(Stored data entries)
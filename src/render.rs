//! Renderer / scene-graph collaborator seam.
//!
//! The simulation treats rendering as a black box: it creates named scene
//! objects, pushes poses and opacities at the end of every tick, and hands
//! over a camera pose. Model loading is asynchronous inside the renderer;
//! until (or unless) a model resolves, each object is a colored primitive
//! placeholder.

use glam::Vec3;

use crate::asset::{LoadState, ModelAsset};

/// Opaque handle to an object in the external scene graph.
#[derive(Debug, Clone, Copy, PartialEq, Eq, Hash)]
pub struct SceneId(pub u64);

/// What an object in the scene represents, so the renderer can pick a
/// model asset and a placeholder primitive for it.
#[derive(Debug, Clone, Copy, PartialEq, Eq)]
pub enum SceneKind {
    Pigeon,
    Donut,
    GoldenDonut,
    SpeedRing,
    Flamingo,
    Terrain,
    BurstParticle,
    GoldenBurstParticle,
    TrailParticle,
}

impl SceneKind {
    /// The model asset backing this kind of object, if any. Particles are
    /// always primitives.
    pub fn model(self) -> Option<ModelAsset> {
        match self {
            SceneKind::Pigeon => Some(ModelAsset::Pigeon),
            SceneKind::Donut => Some(ModelAsset::Donut),
            SceneKind::GoldenDonut => Some(ModelAsset::GoldenDonut),
            SceneKind::SpeedRing => Some(ModelAsset::SpeedRing),
            SceneKind::Flamingo => Some(ModelAsset::Flamingo),
            SceneKind::Terrain => Some(ModelAsset::Terrain),
            SceneKind::BurstParticle | SceneKind::GoldenBurstParticle | SceneKind::TrailParticle => None,
        }
    }
}

/// Chase-camera pose handed to the renderer once per frame.
#[derive(Debug, Clone, Copy, PartialEq)]
pub struct CameraPose {
    pub position: Vec3,
    pub look_at: Vec3,
    /// View-layer reaction to the speed boost: widen the field of view.
    pub fov_wide: bool,
}

impl Default for CameraPose {
    fn default() -> Self {
        Self {
            position: Vec3::new(0.0, 8.0, -10.0),
            look_at: Vec3::ZERO,
            fov_wide: false,
        }
    }
}

/// The renderer collaborator.
pub trait SceneRenderer {
    /// Creates a scene object, immediately visible as a placeholder. Model
    /// resolution happens asynchronously inside the renderer.
    fn create_object(&mut self, kind: SceneKind) -> SceneId;

    fn remove_object(&mut self, id: SceneId);

    fn set_pose(&mut self, id: SceneId, position: Vec3, yaw: f32, pitch: f32, roll: f32);

    fn set_opacity(&mut self, id: SceneId, opacity: f32);

    fn set_camera(&mut self, camera: &CameraPose);

    /// Polls the load state of a model asset. Must never block.
    fn asset_state(&self, asset: ModelAsset) -> LoadState;
}

/// Non-send resource wrapper for the renderer collaborator.
///
/// Scene-graph handles are main-thread affine in every real backend, so the
/// trait object is stored as a non-send resource, mirroring how the rest of
/// the collaborators are held.
pub struct RendererResource(pub Box<dyn SceneRenderer>);

/// Renderer that records object counts and otherwise does nothing. Used by
/// the headless driver and the test suite.
#[derive(Debug, Default)]
pub struct NullRenderer {
    next_id: u64,
    pub live_objects: u64,
    pub camera: CameraPose,
}

impl SceneRenderer for NullRenderer {
    fn create_object(&mut self, _kind: SceneKind) -> SceneId {
        self.next_id += 1;
        self.live_objects += 1;
        SceneId(self.next_id)
    }

    fn remove_object(&mut self, _id: SceneId) {
        self.live_objects = self.live_objects.saturating_sub(1);
    }

    fn set_pose(&mut self, _id: SceneId, _position: Vec3, _yaw: f32, _pitch: f32, _roll: f32) {}

    fn set_opacity(&mut self, _id: SceneId, _opacity: f32) {}

    fn set_camera(&mut self, camera: &CameraPose) {
        self.camera = *camera;
    }

    fn asset_state(&self, _asset: ModelAsset) -> LoadState {
        // Headless: nothing ever resolves, everything stays a placeholder.
        LoadState::Pending
    }
}
//! The "current input" snapshot written by the embedding frontend.
//!
//! Gameplay never listens to platform events directly; the frontend merges
//! keyboard, pointer-drag and touch-zone state into this resource once per
//! frame and the kinematics system reads it. This keeps the simulation
//! deterministic and replayable in tests.

use bevy_ecs::resource::Resource;

use crate::constants::mechanics::POINTER_TURN_SCALE;

/// Which half of the screen a touch is currently held on, if any.
#[derive(Debug, Clone, Copy, PartialEq, Eq, Default)]
pub enum TouchZone {
    #[default]
    None,
    Left,
    Right,
}

/// Per-frame input state. Continuous holds persist across frames; the
/// pointer delta is consumed by the kinematics system each tick.
#[derive(Resource, Debug, Clone, Default)]
pub struct InputSnapshot {
    pub turn_left: bool,
    pub turn_right: bool,
    pub climb: bool,
    pub descend: bool,
    /// Horizontal pointer movement since the previous frame, in pixels,
    /// reported only while a button or touch is held.
    pub pointer_drag_dx: f32,
    pub touch_zone: TouchZone,
}

impl InputSnapshot {
    /// Combined signed turn axis in `[-1, 1]`. Positive turns left
    /// (counter-clockwise, increasing yaw).
    pub fn turn_axis(&self) -> f32 {
        let mut axis = 0.0;
        if self.turn_left {
            axis += 1.0;
        }
        if self.turn_right {
            axis -= 1.0;
        }
        match self.touch_zone {
            TouchZone::Left => axis += 1.0,
            TouchZone::Right => axis -= 1.0,
            TouchZone::None => {}
        }
        // Dragging the pointer right steers right.
        axis -= self.pointer_drag_dx * POINTER_TURN_SCALE;
        axis.clamp(-1.0, 1.0)
    }

    /// Combined signed climb axis in `[-1, 1]`. Positive climbs.
    pub fn lift_axis(&self) -> f32 {
        let mut axis = 0.0;
        if self.climb {
            axis += 1.0;
        }
        if self.descend {
            axis -= 1.0;
        }
        axis
    }

    /// Clears per-frame deltas after the kinematics system consumed them.
    pub fn end_frame(&mut self) {
        self.pointer_drag_dx = 0.0;
    }
}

__The task__
All entries above need to be copied verbatim.

__Answer to this problem__
filename src/render.rs
//! Renderer / scene-graph collaborator seam.
//!
//! The simulation treats rendering as a black box: it creates named scene
//! objects, pushes poses and opacities at the end of every tick, and hands
//! over a camera pose. Model loading is asynchronous inside the renderer;
//! until (or unless) a model resolves, each object is a colored primitive
//! placeholder.

use glam::Vec3;

use crate::asset::{LoadState, ModelAsset};

/// Opaque handle to an object in the external scene graph.
#[derive(Debug, Clone, Copy, PartialEq, Eq, Hash)]
pub struct SceneId(pub u64);

/// What an object in the scene represents, so the renderer can pick a
/// model asset and a placeholder primitive for it.
#[derive(Debug, Clone, Copy, PartialEq, Eq)]
pub enum SceneKind {
    Pigeon,
    Donut,
    GoldenDonut,
    SpeedRing,
    Flamingo,
    Terrain,
    BurstParticle,
    GoldenBurstParticle,
    TrailParticle,
}

impl SceneKind {
    /// The model asset backing this kind of object, if any. Particles are
    /// always primitives.
    pub fn model(self) -> Option<ModelAsset> {
        match self {
            SceneKind::Pigeon => Some(ModelAsset::Pigeon),
            SceneKind::Donut => Some(ModelAsset::Donut),
            SceneKind::GoldenDonut => Some(ModelAsset::GoldenDonut),
            SceneKind::SpeedRing => Some(ModelAsset::SpeedRing),
            SceneKind::Flamingo => Some(ModelAsset::Flamingo),
            SceneKind::Terrain => Some(ModelAsset::Terrain),
            SceneKind::BurstParticle | SceneKind::GoldenBurstParticle | SceneKind::TrailParticle => None,
        }
    }
}

/// Chase-camera pose handed to the renderer once per frame.
#[derive(Debug, Clone, Copy, PartialEq)]
pub struct CameraPose {
    pub position: Vec3,
    pub look_at: Vec3,
    /// View-layer reaction to the speed boost: widen the field of view.
    pub fov_wide: bool,
}

impl Default for CameraPose {
    fn default() -> Self {
        Self {
            position: Vec3::new(0.0, 8.0, -10.0),
            look_at: Vec3::ZERO,
            fov_wide: false,
        }
    }
}

/// The renderer collaborator.
pub trait SceneRenderer {
    /// Creates a scene object, immediately visible as a placeholder. Model
    /// resolution happens asynchronously inside the renderer.
    fn create_object(&mut self, kind: SceneKind) -> SceneId;

    fn remove_object(&mut self, id: SceneId);

    fn set_pose(&mut self, id: SceneId, position: Vec3, yaw: f32, pitch: f32, roll: f32);

    fn set_opacity(&mut self, id: SceneId, opacity: f32);

    fn set_camera(&mut self, camera: &CameraPose);

    /// Polls the load state of a model asset. Must never block.
    fn asset_state(&self, asset: ModelAsset) -> LoadState;
}

/// Non-send resource wrapper for the renderer collaborator.
///
/// Scene-graph handles are main-thread affine in every real backend, so the
/// trait object is stored as a non-send resource, mirroring how the rest of
/// the collaborators are held.
pub struct RendererResource(pub Box<dyn SceneRenderer>);

/// Renderer that records object counts and otherwise does nothing. Used by
/// the headless driver and the test suite.
#[derive(Debug, Default)]
pub struct NullRenderer {
    next_id: u64,
    pub live_objects: u64,
    pub camera: CameraPose,
}

impl SceneRenderer for NullRenderer {
    fn create_object(&mut self, _kind: SceneKind) -> SceneId {
        self.next_id += 1;
        self.live_objects += 1;
        SceneId(self.next_id)
    }

    fn remove_object(&mut self, _id: SceneId) {
        self.live_objects = self.live_objects.saturating_sub(1);
    }

    fn set_pose(&mut self, _id: SceneId, _position: Vec3, _yaw: f32, _pitch: f32, _roll: f32) {}

    fn set_opacity(&mut self, _id: SceneId, _opacity: f32) {}

    fn set_camera(&mut self, camera: &CameraPose) {
        self.camera = *camera;
    }

    fn asset_state(&self, _asset: ModelAsset) -> LoadState {
        // Headless: nothing ever resolves, everything stays a placeholder.
        LoadState::Pending
    }
}
//! The "current input" snapshot written by the embedding frontend.
//!
//! Gameplay never listens to platform events directly; the frontend merges
//! keyboard, pointer-drag and touch-zone state into this resource once per
//! frame and the kinematics system reads it. This keeps the simulation
//! deterministic and replayable in tests.

use bevy_ecs::resource::Resource;

use crate::constants::mechanics::POINTER_TURN_SCALE;

/// Which half of the screen a touch is currently held on, if any.
#[derive(Debug, Clone, Copy, PartialEq, Eq, Default)]
pub enum TouchZone {
    #[default]
    None,
    Left,
    Right,
}

/// Per-frame input state. Continuous holds persist across frames; the
/// pointer delta is consumed by the kinematics system each tick.
#[derive(Resource, Debug, Clone, Default)]
pub struct InputSnapshot {
    pub turn_left: bool,
    pub turn_right: bool,
    pub climb: bool,
    pub descend: bool,
    /// Horizontal pointer movement since the previous frame, in pixels,
    /// reported only while a button or touch is held.
    pub pointer_drag_dx: f32,
    pub touch_zone: TouchZone,
}

impl InputSnapshot {
    /// Combined signed turn axis in `[-1, 1]`. Positive turns left
    /// (counter-clockwise, increasing yaw).
    pub fn turn_axis(&self) -> f32 {
        let mut axis = 0.0;
        if self.turn_left {
            axis += 1.0;
        }
        if self.turn_right {
            axis -= 1.0;
        }
        match self.touch_zone {
            TouchZone::Left => axis += 1.0,
            TouchZone::Right => axis -= 1.0,
            TouchZone::None => {}
        }
        // Dragging the pointer right steers right.
        axis -= self.pointer_drag_dx * POINTER_TURN_SCALE;
        axis.clamp(-1.0, 1.0)
    }

    /// Combined signed climb axis in `[-1, 1]`. Positive climbs.
    pub fn lift_axis(&self) -> f32 {
        let mut axis = 0.0;
        if self.climb {
            axis += 1.0;
        }
        if self.descend {
            axis -= 1.0;
        }
        axis
    }

    /// Clears per-frame deltas after the kinematics system consumed them.
    pub fn end_frame(&mut self) {
        self.pointer_drag_dx = 0.0;
    }
}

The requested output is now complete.